THOMPSON PLAN TO REDUCE FEDERAL GOVERNMENT SPENDING

In 2007, the federal government’s spending rose to an astounding $2.8 trillion– the equivalent of $22,000 per household. Growth in federal government spending, however, rarely translates into better services for the American people. Solutions for many public policy problems are best found in the private sector, and then at the State and local level–not in Washington, DC. Indeed, the federal government loses billions every year due to ineffective programs, poor management, waste, and fraud. And, the problem is getting worse. Within the next five years, federal spending is expected to reach more than $3.2 trillion, or about 20 percent of our economy; more than half of this amount is mandatory spending for entitlements. Increasing government spending is not the answer to our country’s problems. It is time to get it under control with better solutions and better management of our federal government.

Balance the Budget and Eliminate Underperforming Programs

Congress has consistently refused to balance the budget and address the deficit. In fact, federal spending continues to grow at rates double inflation. This rate of growth in federal spending is not sustainable and must be brought under control. The following actions will result in better control of the growth of non-defense discretionary spending:

1. Limit Non-Defense Federal Spending to Inflation.

2. Implement a One-Year Hiring Freeze Pending Completion of Federal Government Strategic Assessment.

3. Conduct a Comprehensive Cost-Benefit Analysis of All Federal Programs.
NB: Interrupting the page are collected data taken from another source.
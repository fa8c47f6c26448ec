//! Construction-time configuration for [`AnalyzerEffect`](crate::AnalyzerEffect).
//!
//! The window size is a compile-time constant; everything here is decided
//! once by the host before the first block is processed.

use crate::{analysis::NoteTable, error::ConfigError, MAX_FRAME_LEN, WINDOW_SIZE};

/// Shape of the byte payload sent for each completed analysis cycle.
#[derive(Debug, Clone, Copy, PartialEq, Eq, Default)]
#[cfg_attr(feature = "serde", derive(serde::Serialize, serde::Deserialize))]
#[cfg_attr(feature = "serde", serde(rename_all = "snake_case"))]
pub enum PayloadShape {
    /// One byte per note table entry (128 bytes with the standard table).
    #[default]
    Notes,
    /// One byte per magnitude bin below Nyquist (`WINDOW_SIZE / 2` bytes).
    Bins,
}

impl PayloadShape {
    /// Number of bytes in a frame of this shape, for a table of `note_count`
    /// entries and a `window_size`-point transform.
    pub fn frame_len(self, note_count: usize, window_size: usize) -> usize {
        match self {
            PayloadShape::Notes => note_count,
            PayloadShape::Bins => window_size / 2,
        }
    }
}

#[derive(Debug, Clone, PartialEq)]
#[cfg_attr(feature = "serde", derive(serde::Serialize, serde::Deserialize))]
#[cfg_attr(feature = "serde", serde(default))]
pub struct EffectConfig {
    pub input_channels: usize,
    pub output_channels: usize,
    pub sample_rate: f32,
    pub payload: PayloadShape,
    /// Magnitude that maps to a full byte (255). Tuned by ear against the
    /// scaled FFT magnitude, not a physical unit.
    pub full_scale: f32,
    /// Frames buffered between the audio thread and the sink before drops.
    pub queue_capacity: usize,
}

impl Default for EffectConfig {
    fn default() -> Self {
        Self {
            input_channels: 2,
            output_channels: 2,
            sample_rate: 48_000.0,
            payload: PayloadShape::Notes,
            full_scale: 1.0,
            queue_capacity: 32,
        }
    }
}

impl EffectConfig {
    pub fn with_channels(mut self, inputs: usize, outputs: usize) -> Self {
        self.input_channels = inputs;
        self.output_channels = outputs;
        self
    }

    pub fn with_sample_rate(mut self, sample_rate: f32) -> Self {
        self.sample_rate = sample_rate;
        self
    }

    pub fn with_payload(mut self, payload: PayloadShape) -> Self {
        self.payload = payload;
        self
    }

    pub fn with_full_scale(mut self, full_scale: f32) -> Self {
        self.full_scale = full_scale;
        self
    }

    pub fn with_queue_capacity(mut self, capacity: usize) -> Self {
        self.queue_capacity = capacity;
        self
    }

    /// Check the preconditions the realtime path relies on.
    pub fn validate(&self) -> Result<(), ConfigError> {
        if self.input_channels != self.output_channels {
            return Err(ConfigError::ChannelMismatch {
                inputs: self.input_channels,
                outputs: self.output_channels,
            });
        }
        if self.input_channels == 0 {
            return Err(ConfigError::NoChannels);
        }
        validate_sample_rate(self.sample_rate)?;
        if !(self.full_scale.is_finite() && self.full_scale > 0.0) {
            return Err(ConfigError::InvalidFullScale(self.full_scale));
        }
        if self.queue_capacity == 0 {
            return Err(ConfigError::InvalidQueueCapacity);
        }
        Ok(())
    }

    /// Check that frames built from `table` fit in a telemetry frame.
    pub fn validate_note_table(&self, table: &NoteTable) -> Result<(), ConfigError> {
        let len = self.payload.frame_len(table.len(), WINDOW_SIZE);
        if len > MAX_FRAME_LEN {
            return Err(ConfigError::FrameTooLong {
                len,
                max: MAX_FRAME_LEN,
            });
        }
        Ok(())
    }
}

pub(crate) fn validate_sample_rate(sample_rate: f32) -> Result<(), ConfigError> {
    if sample_rate.is_finite() && sample_rate > 0.0 {
        Ok(())
    } else {
        Err(ConfigError::InvalidSampleRate(sample_rate))
    }
}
Enact Meaningful Earmark Reform

Congressional earmarks add up to tens of billions of dollars each year. In Fiscal Year 2006 alone, the cost to the American taxpayer was more than $64 billion. Even more disconcerting is the fact that many earmarks do not benefit the America people but only serve to support special interests. To accomplish real and meaningful earmark reform, the following actions must be taken:

1. Provide President with Line-Item Veto Authority.

2. Direct Agencies to Ignore “Soft” Earmarks.

3. Propose Legislation on Earmark Procedures.

Eliminate Improper Government Payments and Prosecute Fraud

Many government agencies cannot pass an audit. In 2007 alone, the government made more than $50 billion in improper payments. On top of that, fraud costs the American taxpayer tens of billions of dollars a year. Government regulations also reduce innovation and competitiveness. The following policies would address these problems:

1. Eliminate Improper Payments.

2. Increase the Prosecution of Fraud.

3. Hold Executives Accountable.

4. Propose Regulatory Improvement Legislation.

Reform Entitlement Programs

Entitlement spending is threatening to engulf the American taxpayer in a tidal wave of additional costs, as millions of Americans begin retiring over the next several years. In fact, spending on Social Security, Medicare, and Medicaid is growing so fast that within 40 years it will consume the entire federal budget. This is unsustainable. The following initiatives will help restore the fiscal solvency of these programs:

1. Save and Protect Social Security.

2. Ensure Future Viability of Medicare and Medicaid.